Context-Aware Unsupervised Clustering for Person Search
Han, Byeong-Ju, Ko, Kuhyeun, Sim, Jae-Young
The existing person search methods use the annotated labels of person identities to train deep networks in a supervised manner that requires a huge amount of time and effort for human labeling. In this paper, we first introduce a novel framework of person search that is able to train the network in the absence of the person identity labels, and propose efficient unsupervised clustering methods to substitute the supervision process using annotated person identity labels.

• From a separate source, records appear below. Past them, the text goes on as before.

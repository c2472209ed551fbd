//! Graph construction helpers shared by adapters.
//!
//! Adapters describe backend objects with a base descriptor (a small,
//! serializable, closed enum). The descriptor's canonical JSON is the link
//! key, so two code paths that reach the same backend object reach the same
//! link, and [`GraphBuilder::fill`] builds it at most once per fragment.

use serde::Serialize;

use super::AdapterError;
use crate::canonical::CanonicalError;
use crate::store::ContentStore;
use crate::types::{
    Link, LoaderData, LoaderKind, Opaque, PostContent, PostData, PostLink, PostNode, ReadResult,
    Replies,
};

/// Adapter-private identity of a backend object.
pub trait BaseDescriptor: Serialize {
    /// Discriminator, used in diagnostics.
    fn kind(&self) -> &'static str;

    /// Deterministic link for this descriptor.
    fn link(&self) -> Result<PostLink, CanonicalError> {
        Link::from_base(self)
    }
}

/// Builds one fragment for one adapter.
pub struct GraphBuilder<'s> {
    store: &'s mut ContentStore,
    client_id: String,
}

impl<'s> GraphBuilder<'s> {
    /// Build into `store`, stamping nodes with `client_id`.
    pub fn new(store: &'s mut ContentStore, client_id: impl Into<String>) -> Self {
        Self {
            store,
            client_id: client_id.into(),
        }
    }

    /// Client id stamped on built nodes.
    pub fn client_id(&self) -> &str {
        &self.client_id
    }

    /// The store being filled.
    pub fn store(&self) -> &ContentStore {
        self.store
    }

    /// Fill the node for `base` at most once.
    ///
    /// The factory receives a builder over the same store, so it can fill
    /// the nodes it depends on. Returns the base's link either way.
    pub fn fill<B, F>(&mut self, base: &B, factory: F) -> Result<PostLink, AdapterError>
    where
        B: BaseDescriptor + ?Sized,
        F: FnOnce(&mut GraphBuilder<'_>) -> Result<ReadResult<PostNode>, AdapterError>,
    {
        let link = base.link()?;
        let client_id = &self.client_id;
        self.store.fill_read_once(&link, |store| {
            let mut nested = GraphBuilder {
                store,
                client_id: client_id.clone(),
            };
            factory(&mut nested)
        })
    }

    /// Resolve `base` to a per-link error, unless already filled.
    pub fn fill_error<B>(&mut self, base: &B, message: impl Into<String>) -> Result<PostLink, AdapterError>
    where
        B: BaseDescriptor + ?Sized,
    {
        let message = message.into();
        self.fill(base, |_| Ok(ReadResult::error(message)))
    }

    /// Build a post node owned by this builder's client.
    pub fn post(
        &self,
        url: Option<String>,
        parent: Option<PostLink>,
        replies: Option<Replies>,
        content: PostContent,
    ) -> PostNode {
        PostNode::Post(PostData {
            url,
            client_id: self.client_id.clone(),
            parent,
            replies,
            content,
        })
    }

    /// Write a loader node under a fresh symbol link.
    pub fn loader(
        &mut self,
        parent: Option<PostLink>,
        load_count: Option<u32>,
        token: Opaque<LoaderKind>,
    ) -> PostLink {
        let link = Link::symbol();
        let node = PostNode::Loader(LoaderData {
            client_id: self.client_id.clone(),
            parent,
            load_count,
            token,
        });
        self.store.write(&link, ReadResult::Data(node));
        link
    }
}

impl std::fmt::Debug for GraphBuilder<'_> {
    fn fmt(&self, f: &mut std::fmt::Formatter<'_>) -> std::fmt::Result {
        f.debug_struct("GraphBuilder")
            .field("client_id", &self.client_id)
            .field("entries", &self.store.len())
            .finish()
    }
}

Specifically, we propose a hard negative mining scheme based on the uniqueness property that only a single person has the same identity to a given query person in each image. We also propose a hard positive mining scheme by using the contextual information of co-appearance that neighboring persons in one image tend to appear simultaneously in other images. The experimental results show that the proposed method achieves comparable performance to that of the state-of-the-art supervised person search methods, and furthermore outperforms the extended unsupervised person re-identification methods on the benchmark person search datasets.